Letters to the Editor
-
A Large Vocabulary and Perspicacity Don't Always Go Hand-in-Hand....
In Buckley's time, memorization of the polysyllabic entries in Roget's Thesaurus might have impressed the intellectually lazy within the conservative movement as well as more left-leaning outsiders.
But his fulsome verbosity obscured the moral and intellectual bankruptcy of his politics.
In other words, his florid language merely served to hide the winded natterings of a right-wing asshole whose death happily eliminates a useless source of greenhouse gases.
-
I myself would write in a similar celivagous slobberchops fashion...
But I cannot figure out how to get accent marks to appear over the letters in my fancy words.
-
In Honor of His Passing...
...here is the debate from '69 when Chomsky handed his ass to him, then hoisted him by his own petard. Please notice who DIDN'T need a legal pad to keep track:
Part 1: http://www.youtube.com/watch?v=VYlMEVTa-PI
Part 2: http://www.youtube.com/watch?v=R9Samvw6Z08
-
Good gods
"Back when looking things up was a chore"? Excuse me??

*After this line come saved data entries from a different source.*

//! Common test utilities and fixtures

#![allow(dead_code)]

use chrono::{DateTime, Duration, Utc};
use google_gmail1::api::{Message, MessagePart, MessagePartBody, MessagePartHeader};
use inbox_cleanup::cleaner::MessageDeleter;
use inbox_cleanup::client::MailProvider;
use inbox_cleanup::error::Result;
use inbox_cleanup::models::NormalizedMessage;
use inbox_cleanup::parser::RawMessage;
use mockall::mock;

/// Normalized message received `age_days` before `now`
pub fn create_test_message(
    id: &str,
    sender: &str,
    subject: &str,
    age_days: i64,
    now: DateTime<Utc>,
) -> NormalizedMessage {
    NormalizedMessage::new(id, sender, now - Duration::days(age_days)).with_subject(subject)
}

pub fn create_newsletter_message(id: &str, sender: &str, now: DateTime<Utc>) -> NormalizedMessage {
    create_test_message(id, sender, "Weekly Newsletter – 20% off", 1, now)
}

pub fn create_spam_message(id: &str, sender: &str, now: DateTime<Utc>) -> NormalizedMessage {
    create_test_message(id, sender, "Hello", 1, now).with_spam(true)
}

fn header(name: &str, value: &str) -> MessagePartHeader {
    MessagePartHeader {
        name: Some(name.to_string()),
        value: Some(value.to_string()),
    }
}

/// Gmail `format=full` message with a single text/html part
pub fn gmail_message(
    id: &str,
    from: &str,
    subject: &str,
    labels: &[&str],
    html: &str,
    received: DateTime<Utc>,
) -> RawMessage {
    RawMessage::Gmail(Message {
        id: Some(id.to_string()),
        thread_id: Some(format!("thread_{}", id)),
        label_ids: Some(labels.iter().map(|l| l.to_string()).collect()),
        internal_date: Some(received.timestamp_millis()),
        size_estimate: Some(html.len() as i32 + 512),
        payload: Some(MessagePart {
            mime_type: Some("text/html".to_string()),
            headers: Some(vec![
                header("From", from),
                header("To", "me@example.com"),
                header("Subject", subject),
            ]),
            body: Some(MessagePartBody {
                data: Some(html.as_bytes().to_vec()),
                ..Default::default()
            }),
            ..Default::default()
        }),
        ..Default::default()
    })
}

/// RFC 5322 message as an IMAP server would return it
pub fn mime_message(id: &str, from: &str, subject: &str, received: DateTime<Utc>, html: &str) -> RawMessage {
    let raw = format!(
        "From: {}\r\nTo: me@example.com\r\nSubject: {}\r\nDate: {}\r\nMIME-Version: 1.0\r\nContent-Type: text/html; charset=utf-8\r\n\r\n{}\r\n",
        from,
        subject,
        received.to_rfc2822(),
        html
    );
    RawMessage::Mime {
        id: id.to_string(),
        raw: raw.into_bytes(),
        seen: false,
    }
}

mock! {
    pub MailProvider {}

    #[async_trait::async_trait]
    impl MailProvider for MailProvider {
        async fn list_messages(&self, query: &str) -> Result<Vec<String>>;
        async fn get_message(&self, id: &str) -> Result<RawMessage>;
        async fn delete_message(&self, id: &str) -> Result<()>;
        async fn mark_read(&self, id: &str, read: bool) -> Result<()>;
    }
}

mock! {
    pub Deleter {}

    #[async_trait::async_trait]
    impl MessageDeleter for Deleter {
        async fn delete(&self, message_id: &str) -> Result<()>;
    }
}
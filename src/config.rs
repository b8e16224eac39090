use chrono::{DateTime, Utc};
use serde::{Deserialize, Serialize};
use std::fmt;
use std::path::{Path, PathBuf};

use crate::classifier::{
    Classifier, DEFAULT_NEWSLETTER_PATTERNS, DEFAULT_SPAM_PATTERNS, DEFAULT_UNSUBSCRIBE_PATTERNS,
};
use crate::entitlements::PremiumLevel;
use crate::error::{CleanupError, Result};
use crate::filters::FilterSpec;

#[derive(Debug, Clone, Serialize, Deserialize, Default)]
pub struct Config {
    #[serde(default)]
    pub provider: ProviderConfig,
    #[serde(default)]
    pub gmail: GmailConfig,
    #[serde(default)]
    pub outlook: OutlookConfig,
    #[serde(default)]
    pub imap: ImapConfig,
    #[serde(default)]
    pub cleaning: CleaningConfig,
    #[serde(default)]
    pub classifier: ClassifierConfig,
    #[serde(default)]
    pub unsubscribe: UnsubscribeConfig,
    #[serde(default)]
    pub schedule: ScheduleConfig,
    #[serde(default)]
    pub account: AccountConfig,
    #[serde(default)]
    pub execution: ExecutionConfig,
}

#[derive(Debug, Clone, Copy, Default, PartialEq, Eq, Serialize, Deserialize)]
#[serde(rename_all = "lowercase")]
pub enum ProviderKind {
    #[default]
    Gmail,
    Outlook,
    Imap,
}

impl ProviderKind {
    /// Query used when `provider.query` is not set
    pub fn default_query(self) -> &'static str {
        match self {
            ProviderKind::Gmail => "in:inbox",
            ProviderKind::Outlook => "",
            ProviderKind::Imap => "ALL",
        }
    }
}

impl fmt::Display for ProviderKind {
    fn fmt(&self, f: &mut fmt::Formatter<'_>) -> fmt::Result {
        match self {
            ProviderKind::Gmail => write!(f, "gmail"),
            ProviderKind::Outlook => write!(f, "outlook"),
            ProviderKind::Imap => write!(f, "imap"),
        }
    }
}

#[derive(Debug, Clone, Serialize, Deserialize)]
pub struct ProviderConfig {
    #[serde(default)]
    pub kind: ProviderKind,
    /// Gmail search query, Graph `$filter` or IMAP SEARCH criteria
    #[serde(default)]
    pub query: Option<String>,
    #[serde(default = "default_max_messages")]
    pub max_messages: usize,
    #[serde(default = "default_max_concurrent_fetches")]
    pub max_concurrent_fetches: usize,
}

impl ProviderConfig {
    pub fn effective_query(&self) -> &str {
        self.query
            .as_deref()
            .unwrap_or_else(|| self.kind.default_query())
    }
}

impl Default for ProviderConfig {
    fn default() -> Self {
        Self {
            kind: ProviderKind::default(),
            query: None,
            max_messages: default_max_messages(),
            max_concurrent_fetches: default_max_concurrent_fetches(),
        }
    }
}

#[derive(Debug, Clone, Serialize, Deserialize)]
pub struct GmailConfig {
    #[serde(default = "default_gmail_credentials_path")]
    pub credentials_path: PathBuf,
    #[serde(default = "default_gmail_token_cache_path")]
    pub token_cache_path: PathBuf,
    /// Delete permanently instead of moving to trash (needs the full mail scope)
    #[serde(default)]
    pub permanent_delete: bool,
    #[serde(default = "default_max_concurrent_requests")]
    pub max_concurrent_requests: usize,
}

impl Default for GmailConfig {
    fn default() -> Self {
        Self {
            credentials_path: default_gmail_credentials_path(),
            token_cache_path: default_gmail_token_cache_path(),
            permanent_delete: false,
            max_concurrent_requests: default_max_concurrent_requests(),
        }
    }
}

#[derive(Debug, Clone, Serialize, Deserialize)]
pub struct OutlookConfig {
    #[serde(default)]
    pub client_id: String,
    #[serde(default = "default_outlook_tenant")]
    pub tenant: String,
    #[serde(default = "default_redirect_uri")]
    pub redirect_uri: String,
    #[serde(default = "default_outlook_token_cache_path")]
    pub token_cache_path: PathBuf,
    #[serde(default = "default_graph_base_url")]
    pub base_url: String,
    #[serde(default = "default_outlook_folder")]
    pub folder: String,
    #[serde(default = "default_outlook_page_size")]
    pub page_size: usize,
}

impl Default for OutlookConfig {
    fn default() -> Self {
        Self {
            client_id: String::new(),
            tenant: default_outlook_tenant(),
            redirect_uri: default_redirect_uri(),
            token_cache_path: default_outlook_token_cache_path(),
            base_url: default_graph_base_url(),
            folder: default_outlook_folder(),
            page_size: default_outlook_page_size(),
        }
    }
}

#[derive(Debug, Clone, Serialize, Deserialize)]
pub struct ImapConfig {
    #[serde(default)]
    pub host: String,
    #[serde(default = "default_imap_port")]
    pub port: u16,
    #[serde(default)]
    pub username: String,
    #[serde(default = "default_imap_mailbox")]
    pub mailbox: String,
}

impl Default for ImapConfig {
    fn default() -> Self {
        Self {
            host: String::new(),
            port: default_imap_port(),
            username: String::new(),
            mailbox: default_imap_mailbox(),
        }
    }
}

#[derive(Debug, Clone, Serialize, Deserialize)]
pub struct CleaningConfig {
    #[serde(default)]
    pub delete_newsletters: bool,
    #[serde(default = "default_delete_spam")]
    pub delete_spam: bool,
    #[serde(default)]
    pub max_age_days: Option<u32>,
    #[serde(default)]
    pub except_senders: Vec<String>,
    /// Only messages matching this filter are considered for cleaning
    #[serde(default)]
    pub scope: Option<FilterSpec>,
}

impl Default for CleaningConfig {
    fn default() -> Self {
        Self {
            delete_newsletters: false,
            delete_spam: default_delete_spam(),
            max_age_days: None,
            except_senders: Vec::new(),
            scope: None,
        }
    }
}

#[derive(Debug, Clone, Serialize, Deserialize)]
pub struct ClassifierConfig {
    #[serde(default = "default_newsletter_patterns")]
    pub newsletter_patterns: Vec<String>,
    #[serde(default = "default_spam_patterns")]
    pub spam_patterns: Vec<String>,
    #[serde(default = "default_unsubscribe_patterns")]
    pub unsubscribe_patterns: Vec<String>,
}

impl Default for ClassifierConfig {
    fn default() -> Self {
        Self {
            newsletter_patterns: default_newsletter_patterns(),
            spam_patterns: default_spam_patterns(),
            unsubscribe_patterns: default_unsubscribe_patterns(),
        }
    }
}

#[derive(Debug, Clone, Serialize, Deserialize)]
pub struct UnsubscribeConfig {
    #[serde(default)]
    pub auto_unsubscribe: bool,
    #[serde(default = "default_request_timeout_secs")]
    pub request_timeout_secs: u64,
    #[serde(default = "default_user_agent")]
    pub user_agent: String,
}

impl Default for UnsubscribeConfig {
    fn default() -> Self {
        Self {
            auto_unsubscribe: false,
            request_timeout_secs: default_request_timeout_secs(),
            user_agent: default_user_agent(),
        }
    }
}

#[derive(Debug, Clone, Serialize, Deserialize)]
pub struct ScheduleConfig {
    #[serde(default = "default_job_id")]
    pub job_id: String,
    #[serde(default = "default_interval_minutes")]
    pub interval_minutes: u64,
}

impl Default for ScheduleConfig {
    fn default() -> Self {
        Self {
            job_id: default_job_id(),
            interval_minutes: default_interval_minutes(),
        }
    }
}

/// Subscription of the local account, used to gate premium features
#[derive(Debug, Clone, Serialize, Deserialize, Default)]
pub struct AccountConfig {
    #[serde(default)]
    pub email: String,
    #[serde(default)]
    pub premium_level: u8,
    #[serde(default)]
    pub subscription_valid: bool,
    #[serde(default)]
    pub subscription_expiry: Option<DateTime<Utc>>,
}

#[derive(Debug, Clone, Serialize, Deserialize, Default)]
pub struct ExecutionConfig {
    #[serde(default)]
    pub dry_run: bool,
    /// Write a JSON report of every cleaning run here
    #[serde(default)]
    pub report_path: Option<PathBuf>,
}

fn default_max_messages() -> usize {
    500
}

fn default_max_concurrent_fetches() -> usize {
    10
}

fn default_max_concurrent_requests() -> usize {
    40
}

fn default_gmail_credentials_path() -> PathBuf {
    PathBuf::from("credentials.json")
}

fn default_gmail_token_cache_path() -> PathBuf {
    PathBuf::from("token.json")
}

fn default_outlook_tenant() -> String {
    "common".to_string()
}

fn default_redirect_uri() -> String {
    "http://localhost:8080".to_string()
}

fn default_outlook_token_cache_path() -> PathBuf {
    PathBuf::from("outlook_token.json")
}

fn default_graph_base_url() -> String {
    "https://graph.microsoft.com/v1.0".to_string()
}

fn default_outlook_folder() -> String {
    "inbox".to_string()
}

fn default_outlook_page_size() -> usize {
    50
}

fn default_imap_port() -> u16 {
    993
}

fn default_imap_mailbox() -> String {
    "INBOX".to_string()
}

fn default_delete_spam() -> bool {
    true
}

fn default_newsletter_patterns() -> Vec<String> {
    DEFAULT_NEWSLETTER_PATTERNS.iter().map(|s| s.to_string()).collect()
}

fn default_spam_patterns() -> Vec<String> {
    DEFAULT_SPAM_PATTERNS.iter().map(|s| s.to_string()).collect()
}

fn default_unsubscribe_patterns() -> Vec<String> {
    DEFAULT_UNSUBSCRIBE_PATTERNS.iter().map(|s| s.to_string()).collect()
}

fn default_request_timeout_secs() -> u64 {
    15
}

fn default_user_agent() -> String {
    format!("inbox-cleanup/{}", env!("CARGO_PKG_VERSION"))
}

fn default_job_id() -> String {
    "inbox-cleanup".to_string()
}

fn default_interval_minutes() -> u64 {
    60
}

impl Config {
    pub async fn load(path: &Path) -> Result<Self> {
        // If file doesn't exist, return default config with warning
        if !path.exists() {
            tracing::warn!("Config file not found at {:?}, using defaults", path);
            return Ok(Self::default());
        }

        let content = tokio::fs::read_to_string(path)
            .await
            .map_err(|e| CleanupError::ConfigError(format!("Failed to read config file: {}", e)))?;

        let config: Self = toml::from_str(&content)
            .map_err(|e| CleanupError::ConfigError(format!("Failed to parse config file: {}", e)))?;

        config.validate()?;

        tracing::info!("Loaded configuration from {:?}", path);
        Ok(config)
    }

    pub async fn save(&self, path: &Path) -> Result<()> {
        if let Some(parent) = path.parent() {
            tokio::fs::create_dir_all(parent).await.map_err(|e| {
                CleanupError::ConfigError(format!("Failed to create config directory: {}", e))
            })?;
        }

        let content = toml::to_string_pretty(self)
            .map_err(|e| CleanupError::ConfigError(format!("Failed to serialize config: {}", e)))?;

        tokio::fs::write(path, content)
            .await
            .map_err(|e| CleanupError::ConfigError(format!("Failed to write config file: {}", e)))?;

        tracing::info!("Saved configuration to {:?}", path);
        Ok(())
    }

    /// Validate configuration values
    pub fn validate(&self) -> Result<()> {
        if self.provider.max_messages == 0 {
            return Err(CleanupError::ConfigError(
                "provider.max_messages must be at least 1".to_string(),
            ));
        }
        if self.provider.max_concurrent_fetches == 0 || self.provider.max_concurrent_fetches > 50 {
            return Err(CleanupError::ConfigError(
                "provider.max_concurrent_fetches must be between 1 and 50".to_string(),
            ));
        }

        // Stay under Gmail's per-user quota of 250 units/sec
        if self.gmail.max_concurrent_requests == 0 || self.gmail.max_concurrent_requests > 50 {
            return Err(CleanupError::ConfigError(
                "gmail.max_concurrent_requests must be between 1 and 50".to_string(),
            ));
        }

        match self.provider.kind {
            ProviderKind::Gmail => {}
            ProviderKind::Outlook => {
                if self.outlook.client_id.trim().is_empty() {
                    return Err(CleanupError::ConfigError(
                        "outlook.client_id is required when provider.kind = \"outlook\"".to_string(),
                    ));
                }
                if self.outlook.page_size == 0 || self.outlook.page_size > 1000 {
                    return Err(CleanupError::ConfigError(
                        "outlook.page_size must be between 1 and 1000".to_string(),
                    ));
                }
            }
            ProviderKind::Imap => {
                if self.imap.host.trim().is_empty() {
                    return Err(CleanupError::ConfigError(
                        "imap.host is required when provider.kind = \"imap\"".to_string(),
                    ));
                }
                if self.imap.username.trim().is_empty() {
                    return Err(CleanupError::ConfigError(
                        "imap.username is required when provider.kind = \"imap\"".to_string(),
                    ));
                }
                if self.imap.port == 0 {
                    return Err(CleanupError::ConfigError(
                        "imap.port must be greater than 0".to_string(),
                    ));
                }
            }
        }

        if self.cleaning.max_age_days == Some(0) {
            return Err(CleanupError::ConfigError(
                "cleaning.max_age_days must be at least 1 (omit it to disable the age rule)"
                    .to_string(),
            ));
        }
        if self.cleaning.except_senders.iter().any(|s| s.trim().is_empty()) {
            return Err(CleanupError::ConfigError(
                "cleaning.except_senders cannot contain empty strings".to_string(),
            ));
        }

        // Compiles every pattern list and reports the first bad one
        Classifier::from_config(&self.classifier)?;

        if self.unsubscribe.request_timeout_secs == 0 {
            return Err(CleanupError::ConfigError(
                "unsubscribe.request_timeout_secs must be greater than 0".to_string(),
            ));
        }

        if self.schedule.interval_minutes == 0 {
            return Err(CleanupError::ConfigError(
                "schedule.interval_minutes must be greater than 0".to_string(),
            ));
        }
        if self.schedule.job_id.trim().is_empty() {
            return Err(CleanupError::ConfigError(
                "schedule.job_id cannot be empty".to_string(),
            ));
        }

        PremiumLevel::try_from(self.account.premium_level).map_err(|_| {
            CleanupError::ConfigError(format!(
                "account.premium_level must be 0, 1 or 2 (got {})",
                self.account.premium_level
            ))
        })?;

        tracing::debug!("Configuration validation passed");
        Ok(())
    }

    /// Create an example configuration file
    pub async fn create_example(path: &Path) -> Result<()> {
        let config = Self::default();
        config.save(path).await
    }
}
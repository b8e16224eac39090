//! OAuth2 authentication: Gmail hub bootstrap and a provider-neutral
//! authorization-code manager used by the Graph backend

use chrono::{DateTime, Duration as ChronoDuration, Utc};
use google_gmail1::{hyper_rustls, hyper_util, yup_oauth2, Gmail};
use serde::{Deserialize, Serialize};
use std::collections::HashMap;
use std::env;
use std::path::Path;
use tokio::sync::{broadcast, RwLock};
use tracing::{debug, info, warn};
use yup_oauth2::ApplicationSecret;

use crate::config::{GmailConfig, OutlookConfig};
use crate::error::{CleanupError, Result};

/// Read/write access without permanent deletion
pub const GMAIL_MODIFY_SCOPE: &str = "https://www.googleapis.com/auth/gmail.modify";

/// Full mailbox access, required for `messages.delete`
pub const GMAIL_FULL_SCOPE: &str = "https://mail.google.com/";

/// Graph scopes for reading and deleting mail with a refresh token
pub const OUTLOOK_SCOPES: &[&str] = &[
    "offline_access",
    "https://graph.microsoft.com/Mail.ReadWrite",
];

/// Seconds before the real expiry at which a token counts as expired
const EXPIRY_BUFFER_SECS: i64 = 60;

/// Type alias for Gmail Hub to simplify type signatures
pub type GmailHub = Gmail<hyper_rustls::HttpsConnector<hyper_util::client::legacy::connect::HttpConnector>>;

/// Scopes requested for the Gmail hub
pub fn gmail_scopes(config: &GmailConfig) -> Vec<&'static str> {
    let mut scopes = vec![GMAIL_MODIFY_SCOPE];
    if config.permanent_delete {
        scopes.push(GMAIL_FULL_SCOPE);
    }
    scopes
}

/// Initialize Gmail API hub with OAuth2 authentication
///
/// Credentials come from `credentials_path` when the file exists, otherwise
/// from the `GMAIL_CLIENT_ID` / `GMAIL_CLIENT_SECRET` environment variables.
/// The installed flow opens a browser on first use and caches tokens at
/// `token_cache_path`.
pub async fn initialize_gmail_hub(config: &GmailConfig) -> Result<GmailHub> {
    let secret = if config.credentials_path.exists() {
        yup_oauth2::read_application_secret(&config.credentials_path)
            .await
            .map_err(|e| CleanupError::AuthError(format!("Failed to read credentials: {}", e)))?
    } else {
        debug!(
            path = %config.credentials_path.display(),
            "credentials file missing, falling back to environment"
        );
        load_credentials_from_env()?
    };

    let auth = yup_oauth2::InstalledFlowAuthenticator::builder(
        secret,
        yup_oauth2::InstalledFlowReturnMethod::HTTPRedirect,
    )
    .persist_tokens_to_disk(&config.token_cache_path)
    .build()
    .await
    .map_err(|e| CleanupError::AuthError(format!("Failed to build authenticator: {}", e)))?;

    // Pre-authenticate so the cached token carries every scope used later
    let scopes = gmail_scopes(config);
    auth.token(&scopes[..])
        .await
        .map_err(|e| CleanupError::AuthError(format!("Failed to obtain token: {}", e)))?;

    if config.token_cache_path.exists() {
        secure_token_file(&config.token_cache_path).await?;
    }

    // HTTP/1 works better with google-gmail1
    let client = hyper_util::client::legacy::Client::builder(hyper_util::rt::TokioExecutor::new())
        .build(
            hyper_rustls::HttpsConnectorBuilder::new()
                .with_native_roots()
                .map_err(|e| {
                    CleanupError::AuthError(format!("Failed to load TLS roots: {}", e))
                })?
                .https_or_http()
                .enable_http1()
                .build(),
        );

    info!("Gmail hub initialized");
    Ok(Gmail::new(client, auth))
}

/// Load Gmail OAuth2 credentials from environment variables
///
/// # Environment Variables
/// - `GMAIL_CLIENT_ID`: OAuth2 client ID
/// - `GMAIL_CLIENT_SECRET`: OAuth2 client secret
/// - `GMAIL_REDIRECT_URI`: Redirect URI (optional, defaults to http://localhost:8080)
pub fn load_credentials_from_env() -> Result<ApplicationSecret> {
    let client_id = env::var("GMAIL_CLIENT_ID")
        .map_err(|_| CleanupError::ConfigError("GMAIL_CLIENT_ID not set".to_string()))?;
    let client_secret = env::var("GMAIL_CLIENT_SECRET")
        .map_err(|_| CleanupError::ConfigError("GMAIL_CLIENT_SECRET not set".to_string()))?;
    let redirect_uri = env::var("GMAIL_REDIRECT_URI")
        .unwrap_or_else(|_| "http://localhost:8080".to_string());

    Ok(ApplicationSecret {
        client_id,
        client_secret,
        auth_uri: "https://accounts.google.com/o/oauth2/auth".to_string(),
        token_uri: "https://oauth2.googleapis.com/token".to_string(),
        redirect_uris: vec![redirect_uri],
        ..Default::default()
    })
}

/// Restrict a token file to its owner (0600)
#[cfg(unix)]
pub async fn secure_token_file(path: &Path) -> Result<()> {
    use std::os::unix::fs::PermissionsExt;

    let mut perms = tokio::fs::metadata(path).await?.permissions();
    perms.set_mode(0o600);
    tokio::fs::set_permissions(path, perms).await?;
    Ok(())
}

/// Windows relies on the profile directory ACLs
#[cfg(windows)]
pub async fn secure_token_file(_path: &Path) -> Result<()> {
    Ok(())
}

/// Authorization and token endpoints of one OAuth2 provider
#[derive(Debug, Clone, PartialEq, Eq)]
pub struct OAuthEndpoints {
    pub name: String,
    pub auth_url: String,
    pub token_url: String,
    /// Provider-specific query parameters appended to the authorization URL
    pub extra_auth_params: Vec<(String, String)>,
}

What a sad thing to say. I've always found looking up new words to be a delight, and far more so "back when" one had to do it with a dictionary rather than flipping around some website. As usual with books, there's not only the target you're looking to acquire (in this case, the word in question), but all the rest of the knowledge that moves before your eyes as you're searching. Often when looking up a word in my trusty Webster's, I'd catch sight of some other word, related or not, that would interest or enlighten me. Diving into a dictionary is not a "chore", it's more like a treasure hunt, yielding up unexpected goodies.
And it's also a sad commentary on these times that people are so perplexed by a word like "perspicacious". I think I knew that word by the time I was fourteen. But then, I did a hell of a lot of reading from the time I was a kid (not "age-appropriate" crap, but REAL books - the kind with adult level words in them), and that is really the only way to pick up a sizable vocabulary.
-
Mnemonic Plague
Meritriciously Vehement Erudition Marks Counter-saturnalian's Jubilantly Urthic Polemical Eristication
-
@Mister Marker
Thanks for posting those links. Fascinating discussion. What I found most interesting is watching these two very erudite men, from opposite ends of the political spectrum, discussing these issues in such a calm, polite manner, respectful of each other's style while still disagreeing on so much. It's rather disheartening to compare it with what passes for debate these days, so much of which is gross, ignorant and rude. To go from Buckley to O'Reilly, for example, just puts into sharp relief how political discourse has fallen. Imagine the likelihood of a debate of this sort being broadcast today!
-
I myself like 'Chantpleur'
late middle French, it means to laugh and cry at the same time. Which is a lot like scanning the letters at Salon. Laughing at the fools and crying about the general stupidity of Americans.
-
By the by
No one with a college degree should have to look up the last two of those three words. They're college level English words.
-
On the Subject of Conservatism ...
The modern conservative is engaged in one of man's oldest exercises in moral philosophy; that is, the search for a superior moral justification for selfishness.
- John Kenneth Galbraith
-
I don't know about erudition but here's a little aliteration...
What a windbag he was!
-
mmckinl
Education comes from the barrel of a gun
-Mao
-
Re: characterizing Buckley as a "wordy show-off"
Would you rather he talked down to you?
Buckley's vocabulary range exceeded that of most people. Whatever his politics, he thought extremely clearly and used exactly the right word to express the particular shade of meaning he needed. To do less--to censor himself because we, the unwashed masses, might not know what a word meant--would be insulting. Of his potential audience, some would not read him because they found him bewildering, some would read with perfect understanding, and some would read with the occasional reference to a dictionary. I fell into the latter category.
Further, Buckley felt this was part of his work ethic. In the article you link to, Buckley himself describes what he felt as his obligation in the course of his work:
But newspapers, in particular in one-paper cities, tend to acknowledge an obligation beyond merely reporting the news. The very idea of a ''feature,'' whether designed to advise (Ann Landers), amuse (Art Buchwald), satirize (G. B. Trudeau) or opine (the syndicated columnist) presupposes that the performer should use the full range of his relevant skills, even if the percentage of readers who turn to that feature is reduced. [emphasis mine]
He was not a show-off, he was himself, and unapologetically so. If all we read is only simplified, homogenized language, we will find it hard to escape simplified, homogenized thought.
-
@ Serai1
Thank you for so perfectly expressing the joy of the dictionary. To your description I might add the joy of adding a new category of thought when you add a word. We're linguistic souls (even the mostly spatial types like myself), and having a new word or symbol attached to a concept immediately adds a tool we can use when thinking. This is why one of the first things repressive regimes do is burn the books and suppress the intellectuals.